Derek pointed to the calendar. “That dinner was Friday night, so your conversation with everyone at the exhibit would’ve been Thursday.”
“Right,” I said. “Same day as my lunch with Elizabeth. So there I am, talking to Jackson, and he agrees to go to dinner with us, and suddenly I hear this big gasping sound behind me. I turn and see Elizabeth, who looks like she’s seen a ghost. She can’t breathe. And now I’m worried, so I turn back to Jackson for help. And he’s gone. Vanished.”
“Where’d he go?” Gabriel asked.
“I have no idea. It was like he vanished in a cloud of smoke.”
“What did Elizabeth say?”
I rolled my eyes. “She made up this story about how she thought she saw some woman she used to know. I told her we should go find the woman, but Elizabeth insisted that it wasn’t that woman, after all. She got over it pretty quickly.”
“Sounds bogus,” Gabriel said.
“I thought so, too. And then Jackson didn’t show up for dinner the next night.”
“Yep, definitely bogus,” Gabriel said.
“I totally agree.”
“So you believe they knew each other,” Derek said.
“Doesn’t it sound that way to you?”
“Yes, it does,” he said. “I think we should have a talk with Jackson after we finish up here.”
“Can you get me a photograph of Elizabeth?” Gabriel asked.
“I’ll take care of it,” Derek murmured as he typed a note into his calendar.

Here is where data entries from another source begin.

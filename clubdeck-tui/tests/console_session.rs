//! End-to-end reducer sessions across screens
//!
//! Each test scripts a user session as a sequence of dispatched actions and
//! checks the observable outcome: the rendered row set, the emitted export
//! payloads, and the store contents. The terminal itself stays out of the
//! loop; key-to-action mapping has its own tests next to the UI.

use chrono::NaiveDate;

use clubdeck_core::store::Record;

use clubdeck_tui::action::{Action, CalendarAction, DrawerAction, ListAction};
use clubdeck_tui::dispatch::DispatchResult;
use clubdeck_tui::effect::Effect;
use clubdeck_tui::reducer::reducer;
use clubdeck_tui::state::{AppState, Screen};

fn state() -> AppState {
    AppState::new(8, NaiveDate::from_ymd_opt(2025, 8, 22).expect("valid"))
}

fn dispatch(state: &mut AppState, action: Action) -> DispatchResult<Effect> {
    reducer(state, action)
}

fn csv_of(result: &DispatchResult<Effect>) -> &str {
    match result.effects.first() {
        Some(Effect::WriteCsv { csv, .. }) => csv,
        other => panic!("expected a WriteCsv effect, got {other:?}"),
    }
}

#[test]
fn select_then_narrow_then_export_keeps_the_stale_selection() {
    let mut s = state();

    // Select the top two members, then narrow the search until neither is
    // visible anymore.
    dispatch(&mut s, Action::Members(ListAction::ToggleRow));
    dispatch(&mut s, Action::Members(ListAction::CursorDown));
    dispatch(&mut s, Action::Members(ListAction::ToggleRow));
    dispatch(
        &mut s,
        Action::Members(ListAction::QueryChange("tunde".into())),
    );
    assert_eq!(s.members.filtered().len(), 1);

    let result = dispatch(&mut s, Action::Members(ListAction::Export));
    let csv = csv_of(&result);
    assert_eq!(csv.lines().count(), 3);
    assert!(csv.contains("Alex Benjamin"));
    assert!(csv.contains("Jane Smith"));
    assert!(!csv.contains("Tunde"));

    // Clearing the selection flips the export back to the filtered rows.
    s.members.controls.selection.clear();
    let result = dispatch(&mut s, Action::Members(ListAction::Export));
    let csv = csv_of(&result);
    assert_eq!(csv.lines().count(), 2);
    assert!(csv.contains("Tunde Adeyemi"));
}

#[test]
fn created_member_lands_on_top_and_selection_follows_ids_not_rows() {
    let mut s = state();

    // Mark the current top row, then create a new member through the drawer.
    dispatch(&mut s, Action::Members(ListAction::ToggleRow));
    dispatch(&mut s, Action::Members(ListAction::Create));
    {
        let drawer = s.drawer.as_mut().expect("drawer open");
        drawer.fields[0].value = "Priya Nair".into();
        drawer.fields[1].value = "priya@example.com".into();
    }
    dispatch(&mut s, Action::Drawer(DrawerAction::Save));

    // The new record prepends, shifting every row down one.
    assert_eq!(s.members.store.records()[0].name, "Priya Nair");
    assert_eq!(s.members.store.records()[1].id, "mb_4101");

    // The selection still points at the member it was made on.
    assert!(s.members.controls.selection.contains("mb_4101"));
    assert!(!s.members.controls.selection.contains(s.members.store.records()[0].id()));

    let result = dispatch(&mut s, Action::Members(ListAction::Export));
    let csv = csv_of(&result);
    assert_eq!(csv.lines().count(), 2);
    assert!(csv.contains("Alex Benjamin"));
}

#[test]
fn shrinking_the_result_set_cannot_leave_the_page_out_of_range() {
    let mut s = state();

    // Twelve members on a page size of eight: page 2 exists.
    dispatch(&mut s, Action::Members(ListAction::PageNext));
    assert_eq!(s.members.controls.page.page, 2);

    // A query that matches one member resets to page 1 and shows that row.
    dispatch(
        &mut s,
        Action::Members(ListAction::QueryChange("grace".into())),
    );
    assert_eq!(s.members.controls.page.page, 1);
    let filtered = s.members.filtered();
    assert_eq!(
        s.members.controls.page.slice(&filtered).len(),
        1
    );

    // Paging forward on a one-page set stays clamped.
    dispatch(&mut s, Action::Members(ListAction::PageNext));
    assert_eq!(s.members.controls.page.clamped(s.members.filtered().len()), 1);
}

#[test]
fn event_created_on_the_calendar_appears_in_its_month_window() {
    let mut s = state();
    dispatch(&mut s, Action::ScreenSet(Screen::Live));

    let before = s.live.store.len();
    dispatch(&mut s, Action::Live(CalendarAction::Create));
    {
        let drawer = s.drawer.as_mut().expect("drawer open");
        let title = drawer
            .fields
            .iter_mut()
            .find(|f| f.label == "Title")
            .expect("title field");
        title.value = "Broker Breakfast".into();
    }
    dispatch(&mut s, Action::Drawer(DrawerAction::Save));

    assert_eq!(s.live.store.len(), before + 1);
    let created = &s.live.store.records()[0];
    assert_eq!(created.title, "Broker Breakfast");
    // Prefilled on the focused day (ev_1003 on the 15th), so the new event
    // is part of the August window.
    let window =
        clubdeck_core::calendar::month_window(s.live.store.records(), s.live.calendar.date);
    assert!(window.iter().any(|e| e.title == "Broker Breakfast"));
}

#[test]
fn blocked_campaign_save_keeps_the_form_and_the_store_intact() {
    let mut s = state();
    dispatch(&mut s, Action::ScreenSet(Screen::Messaging));
    let before = s.messaging.store.len();

    dispatch(&mut s, Action::Campaigns(ListAction::Create));
    dispatch(&mut s, Action::Drawer(DrawerAction::Save));
    assert!(s.drawer.is_some(), "validation keeps the drawer open");
    assert_eq!(s.messaging.store.len(), before);

    // Filling the name unblocks the save.
    {
        let drawer = s.drawer.as_mut().expect("drawer open");
        drawer.fields[0].value = "Labor Day Push".into();
    }
    dispatch(&mut s, Action::Drawer(DrawerAction::Save));
    assert!(s.drawer.is_none());
    assert_eq!(s.messaging.store.len(), before + 1);
    assert_eq!(s.messaging.store.records()[0].name, "Labor Day Push");
}

#[test]
fn sync_round_trip_updates_the_panel_and_cancel_does_not() {
    let mut s = state();

    let result = dispatch(&mut s, Action::SyncStart);
    assert_eq!(result.effects, vec![Effect::StartPartnerSync]);

    // Cancel inside the window: back to idle, nothing logged.
    let logs = s.deals.sync.logs.len();
    let result = dispatch(&mut s, Action::SyncCancel);
    assert_eq!(result.effects, vec![Effect::CancelPartnerSync]);
    assert_eq!(s.deals.sync.logs.len(), logs);
    assert!(s.deals.sync.last_sync.is_some());

    // A full round trip stamps the panel.
    dispatch(&mut s, Action::SyncStart);
    let finished_at = NaiveDate::from_ymd_opt(2025, 8, 22)
        .and_then(|d| d.and_hms_opt(16, 45, 0))
        .expect("valid");
    dispatch(
        &mut s,
        Action::SyncDidFinish {
            finished_at,
            message: "Fetched 1 new offer, updated 2, 0 errors.".into(),
        },
    );
    assert_eq!(s.deals.sync.last_sync, Some(finished_at));
    assert_eq!(s.deals.sync.logs[0].message, "Fetched 1 new offer, updated 2, 0 errors.");
}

I’d watched NCIS enough times to know that Derek could submit Elizabeth’s photograph to a facial recognition program and find out who she really was within minutes. Hopefully she wasn’t some sort of criminal mastermind, but you never knew.
“Let’s get back to the caves,” Gabriel said. “Since last Thursday, the day of your lunch with Elizabeth, and up until yesterday, I’ve got log entries once each day and twice on Saturday, Sunday, and Tuesday.”
Derek checked his calendar and frowned. “I had time scheduled with Garrity every day but Saturday.”
I sat back in my chair. “So Saturday there were two entries and neither of them were yours?”
“That’s right. Along with one extra entry on Sunday and Tuesday.” He thought for a moment. “No, Garrity and I only entered the caves once on those days.”
“What times? Do you remember?”
Derek told him the times he met Garrity and Gabriel checked off the applicable entries. “So we’ve got a question mark for Saturday morning, Saturday afternoon, Sunday morning, and Tuesday morning.”
“Were they all the same times in the morning?”
“Different times,” Gabriel said.
“I tried to meet Garrity in the mornings,” Derek said, “Usually around ten. But there were a few afternoons, as well.”
“I think I’ve noted them all.” Gabriel double-checked his log-in list. “So we’ve got four entries unaccounted for.”
“That’s disturbing,” Derek said.
Gabriel shrugged. “It could be completely innocent. Maybe Robson stopped by to check on something.”
“Or an employee had a valid excuse to go in there.” Derek’s eyes narrowed in concern. “Brooklyn and I were discussing the possibility that the appraiser or one of the reporters was able to cajole someone into letting them inside the cave. Even Trudy might’ve asked Robson if she could take a look. After she opened the door, someone could’ve snuck inside. This is all conjecture, but it’s worth considering.”
I had stopped listening and simply stared at my calendar page until my eyes went blurry. “Oh no. Oh my God. This time it really is all my fault.”
“What is it, love?” Derek said, taking hold of my arm. “What’s wrong?”
I jabbed my finger on the calendar note. “My chat room! I sent them all the first paragraph of the letter that Guru Bob’s grandmother sent to her sister. It was in some medieval language, remember? And I described the watermark on the paper. I told them the letter came from a storage box in a friend’s house. It wouldn’t be hard to track it down. It must be connected.”
“Not necessarily, darling,” Derek said in his most soothing tone. Usually it worked to calm me down, but not this time.
“Something else is going on here,” I said, growing more agitated. “Look at the timeline, Derek. My online communication about that letter might’ve set everything in motion. What if something in that ancient language triggered some kind of reaction in cyberspace? What if someone connected to my chat room killed Amelia?”
*
An hour later, after an extended rant on my part combined with Derek’s lightning-fast skill at pointing out the obvious flaws in my hypothesis, I managed to compose myself. But though I’d stopped sharing my ideas on this, my brain kept racing. Had I brought all of this trouble to Dharma? Was it my fault Amelia was dead?